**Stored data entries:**
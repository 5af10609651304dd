//! Wire formats for post payloads and their conversion into model records
//!
//! The embedded page state uses camelCase keys while the API responds in
//! snake_case; the wire structs accept both spellings.

use crate::fetcher::FetchError;
use crate::model::{Post, PostAggregate, Product, ProductDetails};
use chrono::{DateTime, NaiveDateTime};
use serde::{Deserialize, Serialize};
use serde_json::Value;
use std::collections::HashMap;

#[derive(Debug, Clone, Deserialize)]
pub struct WireLtk {
    #[serde(default)]
    pub id: Option<String>,
    #[serde(alias = "heroImage")]
    pub hero_image: String,
    #[serde(alias = "heroImageWidth", default)]
    pub hero_image_width: i64,
    #[serde(alias = "heroImageHeight", default)]
    pub hero_image_height: i64,
    #[serde(alias = "videoMediaId", default)]
    pub video_media_id: Option<String>,
    #[serde(alias = "profileId")]
    pub profile_id: String,
    #[serde(alias = "profileUserId")]
    pub profile_user_id: String,
    pub status: String,
    #[serde(default)]
    pub caption: String,
    #[serde(alias = "shareUrl")]
    pub share_url: String,
    #[serde(alias = "dateCreated")]
    pub date_created: String,
    #[serde(alias = "dateUpdated")]
    pub date_updated: String,
    #[serde(alias = "datePublished")]
    pub date_published: String,
    #[serde(alias = "productIds", default)]
    pub product_ids: Vec<String>,
    #[serde(alias = "fetchedAt", default)]
    pub fetched_at: Option<i64>,
}

#[derive(Debug, Clone, Deserialize)]
pub struct WireProduct {
    #[serde(default)]
    pub id: Option<String>,
    #[serde(alias = "ltkId")]
    pub ltk_id: String,
    pub hyperlink: String,
    #[serde(alias = "imageUrl")]
    pub image_url: String,
    #[serde(alias = "retailerDisplayName", default)]
    pub retailer_display_name: String,
    #[serde(alias = "retailerId", default)]
    pub retailer_id: String,
    #[serde(alias = "productDetailsId", default)]
    pub product_details_id: Option<String>,
    #[serde(alias = "fetchedAt", default)]
    pub fetched_at: Option<i64>,
}

#[derive(Debug, Clone, Deserialize)]
pub struct WireProductDetails {
    pub id: String,
    #[serde(default)]
    pub name: String,
    #[serde(alias = "advertiserName", default)]
    pub advertiser_name: String,
    #[serde(alias = "advertiserParentId", default)]
    pub advertiser_parent_id: String,
    #[serde(default)]
    pub price: Value,
    #[serde(alias = "localPrice", default)]
    pub local_price: Value,
    #[serde(default)]
    pub currency: String,
    #[serde(alias = "retailerId", default)]
    pub retailer_id: String,
    #[serde(alias = "retailerIds", default)]
    pub retailer_ids: Vec<String>,
    #[serde(alias = "minPrice", default)]
    pub min_price: Value,
    #[serde(alias = "minSalePrice", default)]
    pub min_sale_price: Value,
    #[serde(alias = "maxPrice", default)]
    pub max_price: Value,
    #[serde(alias = "maxSalePrice", default)]
    pub max_sale_price: Value,
    #[serde(alias = "topLevelCategory", default)]
    pub top_level_category: String,
}

#[derive(Debug, Clone, Deserialize)]
pub struct WireMediaObject {
    #[serde(default)]
    pub id: Option<String>,
    #[serde(alias = "mediaCdnUrl", default)]
    pub media_cdn_url: Option<String>,
}

/// Embedded application state of a post page
#[derive(Debug, Deserialize)]
pub struct PageState {
    pub ltks: LtkMap,
    #[serde(default)]
    pub products: ProductMap,
    #[serde(rename = "media-objects", default)]
    pub media_objects: MediaObjectMap,
    #[serde(rename = "product-details", default)]
    pub product_details: ProductDetailsMap,
}

#[derive(Debug, Deserialize)]
pub struct LtkMap {
    pub ltks: HashMap<String, WireLtk>,
}

#[derive(Debug, Default, Deserialize)]
pub struct ProductMap {
    #[serde(default)]
    pub products: HashMap<String, WireProduct>,
}

#[derive(Debug, Default, Deserialize)]
pub struct MediaObjectMap {
    #[serde(rename = "mediaObjects", default)]
    pub media_objects: HashMap<String, WireMediaObject>,
}

#[derive(Debug, Default, Deserialize)]
pub struct ProductDetailsMap {
    #[serde(rename = "productDetails", default)]
    pub product_details: HashMap<String, WireProductDetails>,
}

/// One page of the `ltks` API endpoint
#[derive(Debug, Default, Deserialize)]
pub struct LtksResponse {
    #[serde(default)]
    pub ltks: Vec<WireLtk>,
    #[serde(default)]
    pub products: Vec<WireProduct>,
    #[serde(default)]
    pub media_objects: Vec<WireMediaObject>,
}

impl LtksResponse {
    pub fn extend(&mut self, other: LtksResponse) {
        self.ltks.extend(other.ltks);
        self.products.extend(other.products);
        self.media_objects.extend(other.media_objects);
    }
}

/// One page of the `product_details` API endpoint
#[derive(Debug, Default, Deserialize)]
pub struct ProductDetailsResponse {
    #[serde(default)]
    pub product_details: Vec<WireProductDetails>,
}

/// Body of a `search/shop` request for the recent posts of one profile
#[derive(Debug, Serialize)]
pub struct ProfileSearch<'a> {
    pub query: &'a str,
    pub ranking: &'a str,
    pub profile_id: &'a str,
    pub page: u32,
    pub limit: usize,
    pub analytics: [&'a str; 2],
    pub filters: Vec<String>,
}

impl<'a> ProfileSearch<'a> {
    pub fn recent(profile_id: &'a str, limit: usize) -> Self {
        Self {
            query: "",
            ranking: "recent",
            profile_id,
            page: 0,
            limit,
            analytics: ["version:3.458.0-COA-1609.1", "platform:web"],
            filters: Vec::new(),
        }
    }
}

/// One page of `search/shop` results
#[derive(Debug, Default, Deserialize)]
pub struct SearchResponse {
    #[serde(default)]
    pub hits: Vec<SearchHit>,
}

#[derive(Debug, Clone, Deserialize)]
pub struct SearchHit {
    #[serde(rename = "objectID")]
    pub object_id: String,
    #[serde(default)]
    pub share_url: Option<String>,
}

/// Converts an ISO-8601 timestamp to epoch seconds
///
/// Offsets are honoured; timestamps without one are read as UTC.
pub fn parse_timestamp(value: &str) -> Option<i64> {
    if let Ok(parsed) = DateTime::parse_from_rfc3339(value) {
        return Some(parsed.timestamp());
    }
    NaiveDateTime::parse_from_str(value, "%Y-%m-%dT%H:%M:%S%.f")
        .ok()
        .map(|naive| naive.and_utc().timestamp())
}

/// Lenient price parsing: numbers and numeric strings, anything else is `None`
pub fn maybe_parse_float(value: &Value) -> Option<f64> {
    match value {
        Value::Number(n) => n.as_f64(),
        Value::String(s) => s.trim().parse().ok(),
        _ => None,
    }
}

fn value_text(value: &Value) -> String {
    match value {
        Value::Null => String::new(),
        Value::String(s) => s.clone(),
        other => other.to_string(),
    }
}

impl From<WireProductDetails> for ProductDetails {
    fn from(wire: WireProductDetails) -> Self {
        ProductDetails {
            price: maybe_parse_float(&wire.price),
            local_price: maybe_parse_float(&wire.local_price),
            min_price: value_text(&wire.min_price),
            min_sale_price: value_text(&wire.min_sale_price),
            max_price: value_text(&wire.max_price),
            max_sale_price: value_text(&wire.max_sale_price),
            id: wire.id,
            name: wire.name,
            advertiser_name: wire.advertiser_name,
            advertiser_parent_id: wire.advertiser_parent_id,
            currency: wire.currency,
            retailer_id: wire.retailer_id,
            retailer_ids: wire.retailer_ids,
            top_level_category: wire.top_level_category,
        }
    }
}

/// Details that could be fetched, plus the reason for those that could not
#[derive(Debug, Default)]
pub struct DetailsLookup {
    pub found: HashMap<String, ProductDetails>,
    pub failed: HashMap<String, String>,
}

/// Builds model records from decoded wire payloads
pub struct AggregateBuilder<'a> {
    url: &'a str,
    fetched_at: i64,
    media: HashMap<String, String>,
    details: DetailsLookup,
}

impl<'a> AggregateBuilder<'a> {
    /// `fetched_at` is used for records the payload does not timestamp itself
    pub fn new(url: &'a str, fetched_at: i64) -> Self {
        Self {
            url,
            fetched_at,
            media: HashMap::new(),
            details: DetailsLookup::default(),
        }
    }

    pub fn media_objects(
        mut self,
        objects: impl IntoIterator<Item = (String, WireMediaObject)>,
    ) -> Self {
        for (id, object) in objects {
            if let Some(url) = object.media_cdn_url {
                self.media.insert(id, url);
            }
        }
        self
    }

    pub fn details(mut self, details: DetailsLookup) -> Self {
        self.details = details;
        self
    }

    fn timestamp(&self, field: &str, value: &str) -> Result<i64, FetchError> {
        parse_timestamp(value).ok_or_else(|| FetchError::Payload {
            url: self.url.to_string(),
            message: format!("invalid {} timestamp '{}'", field, value),
        })
    }

    fn post(&self, id: String, wire: WireLtk) -> Result<Post, FetchError> {
        let video_url = wire
            .video_media_id
            .as_ref()
            .and_then(|media_id| self.media.get(media_id))
            .cloned();

        Ok(Post {
            date_created: self.timestamp("dateCreated", &wire.date_created)?,
            date_updated: self.timestamp("dateUpdated", &wire.date_updated)?,
            date_published: self.timestamp("datePublished", &wire.date_published)?,
            fetched_at: wire.fetched_at.unwrap_or(self.fetched_at),
            id,
            hero_image: wire.hero_image,
            hero_image_width: wire.hero_image_width,
            hero_image_height: wire.hero_image_height,
            video_url,
            profile_id: wire.profile_id,
            profile_user_id: wire.profile_user_id,
            status: wire.status,
            caption: wire.caption,
            share_url: wire.share_url,
            product_ids: wire.product_ids,
        })
    }

    fn product(&self, id: String, wire: WireProduct) -> Product {
        let (details, error) = match &wire.product_details_id {
            Some(details_id) => (
                self.details.found.get(details_id).cloned(),
                self.details.failed.get(details_id).cloned(),
            ),
            None => (None, None),
        };

        Product {
            id,
            post_id: wire.ltk_id,
            hyperlink: wire.hyperlink,
            image_url: wire.image_url,
            retailer_display_name: wire.retailer_display_name,
            retailer_id: wire.retailer_id,
            fetched_at: wire.fetched_at.unwrap_or(self.fetched_at),
            details,
            error,
        }
    }

    /// Assembles the aggregate with the post `primary_id` first
    ///
    /// Fails if the payload does not contain the requested post.
    pub fn build(
        &self,
        primary_id: &str,
        posts: impl IntoIterator<Item = (String, WireLtk)>,
        products: impl IntoIterator<Item = (String, WireProduct)>,
    ) -> Result<PostAggregate, FetchError> {
        let mut built = Vec::new();
        for (id, wire) in posts {
            built.push(self.post(id, wire)?);
        }

        let position = built
            .iter()
            .position(|post| post.id == primary_id)
            .ok_or_else(|| FetchError::MissingField {
                url: self.url.to_string(),
                field: format!("post {}", primary_id),
            })?;
        built.swap(0, position);
        built[1..].sort_by(|a, b| a.id.cmp(&b.id));

        let mut products: Vec<Product> = products
            .into_iter()
            .map(|(id, wire)| self.product(id, wire))
            .collect();
        products.sort_by(|a, b| a.id.cmp(&b.id));

        Ok(PostAggregate {
            posts: built,
            products,
        })
    }
}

**EXERCISE AIM:** The response must contain each line above that holds the string "analytics".

**ANSWER FOR THIS EXERCISE:**
    pub analytics: [&'a str; 2],
            analytics: ["version:3.458.0-COA-1609.1", "platform:web"],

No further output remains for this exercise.